[Collected data entries]
------

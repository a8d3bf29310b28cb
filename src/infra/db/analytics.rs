use async_trait::async_trait;
use time::OffsetDateTime;
use uuid::Uuid;

use crate::application::repos::{AnalyticsRepo, DayCount, PostTotals, RepoError, TopPostRow};

use super::{PostgresRepositories, map_sqlx_error};

/// Day buckets are cut in UTC regardless of the server timezone.
const DAY_EXPR: &str = "(created_at AT TIME ZONE 'utc')::date";

#[async_trait]
impl AnalyticsRepo for PostgresRepositories {
    async fn post_totals(&self, user_id: Uuid) -> Result<PostTotals, RepoError> {
        let (posts, views, likes, comments, reposts): (i64, i64, i64, i64, i64) =
            sqlx::query_as(
                "SELECT COUNT(*), \
                        COALESCE(SUM(views_count), 0)::BIGINT, \
                        COALESCE(SUM(likes_count), 0)::BIGINT, \
                        COALESCE(SUM(comments_count), 0)::BIGINT, \
                        COALESCE(SUM(reposts_count), 0)::BIGINT \
                 FROM posts WHERE user_id = $1",
            )
            .bind(user_id)
            .fetch_one(self.pool())
            .await
            .map_err(map_sqlx_error)?;

        Ok(PostTotals {
            posts,
            views,
            likes,
            comments,
            reposts,
        })
    }

    async fn follower_count(&self, user_id: Uuid) -> Result<i64, RepoError> {
        let count =
            sqlx::query_scalar::<_, i64>("SELECT COUNT(*) FROM follows WHERE followed_id = $1")
                .bind(user_id)
                .fetch_one(self.pool())
                .await
                .map_err(map_sqlx_error)?;

        Ok(count)
    }

    async fn posts_by_day(
        &self,
        user_id: Uuid,
        since: OffsetDateTime,
    ) -> Result<Vec<DayCount>, RepoError> {
        let sql = format!(
            "SELECT {DAY_EXPR} AS day, COUNT(*) AS count \
             FROM posts \
             WHERE user_id = $1 AND created_at >= $2 \
             GROUP BY day ORDER BY day"
        );
        sqlx::query_as::<_, DayCount>(&sql)
            .bind(user_id)
            .bind(since)
            .fetch_all(self.pool())
            .await
            .map_err(map_sqlx_error)
    }

    async fn views_by_day(
        &self,
        user_id: Uuid,
        since: OffsetDateTime,
    ) -> Result<Vec<DayCount>, RepoError> {
        sqlx::query_as::<_, DayCount>(
            "SELECT (pv.created_at AT TIME ZONE 'utc')::date AS day, COUNT(*) AS count \
             FROM post_views pv \
             INNER JOIN posts p ON p.id = pv.post_id \
             WHERE p.user_id = $1 AND pv.created_at >= $2 \
             GROUP BY day ORDER BY day",
        )
        .bind(user_id)
        .bind(since)
        .fetch_all(self.pool())
        .await
        .map_err(map_sqlx_error)
    }

    async fn likes_by_day(
        &self,
        user_id: Uuid,
        since: OffsetDateTime,
    ) -> Result<Vec<DayCount>, RepoError> {
        sqlx::query_as::<_, DayCount>(
            "SELECT (l.created_at AT TIME ZONE 'utc')::date AS day, COUNT(*) AS count \
             FROM likes l \
             INNER JOIN posts p ON l.target_type = 'post' AND l.target_id = p.id \
             WHERE p.user_id = $1 AND l.created_at >= $2 \
             GROUP BY day ORDER BY day",
        )
        .bind(user_id)
        .bind(since)
        .fetch_all(self.pool())
        .await
        .map_err(map_sqlx_error)
    }

    async fn comments_by_day(
        &self,
        user_id: Uuid,
        since: OffsetDateTime,
    ) -> Result<Vec<DayCount>, RepoError> {
        sqlx::query_as::<_, DayCount>(
            "SELECT (c.created_at AT TIME ZONE 'utc')::date AS day, COUNT(*) AS count \
             FROM comments c \
             INNER JOIN posts p ON p.id = c.post_id \
             WHERE p.user_id = $1 AND c.created_at >= $2 \
             GROUP BY day ORDER BY day",
        )
        .bind(user_id)
        .bind(since)
        .fetch_all(self.pool())
        .await
        .map_err(map_sqlx_error)
    }

    async fn reposts_by_day(
        &self,
        user_id: Uuid,
        since: OffsetDateTime,
    ) -> Result<Vec<DayCount>, RepoError> {
        sqlx::query_as::<_, DayCount>(
            "SELECT (r.created_at AT TIME ZONE 'utc')::date AS day, COUNT(*) AS count \
             FROM reposts r \
             INNER JOIN posts p ON p.id = r.post_id \
             WHERE p.user_id = $1 AND r.created_at >= $2 \
             GROUP BY day ORDER BY day",
        )
        .bind(user_id)
        .bind(since)
        .fetch_all(self.pool())
        .await
        .map_err(map_sqlx_error)
    }

    async fn top_posts(&self, user_id: Uuid, limit: i64) -> Result<Vec<TopPostRow>, RepoError> {
        sqlx::query_as::<_, TopPostRow>(
            "SELECT id, title, views_count AS views, likes_count AS likes, \
                    comments_count AS comments, reposts_count AS reposts \
             FROM posts \
             WHERE user_id = $1 \
             ORDER BY (likes_count + comments_count + reposts_count) DESC, created_at DESC \
             LIMIT $2",
        )
        .bind(user_id)
        .bind(limit)
        .fetch_all(self.pool())
        .await
        .map_err(map_sqlx_error)
    }
}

------

EXERCISE → Locate the word "PostgresRepositories" in the entries, and copy every line where it is found.

YOUR SOLUTION →
use super::{PostgresRepositories, map_sqlx_error};
impl AnalyticsRepo for PostgresRepositories {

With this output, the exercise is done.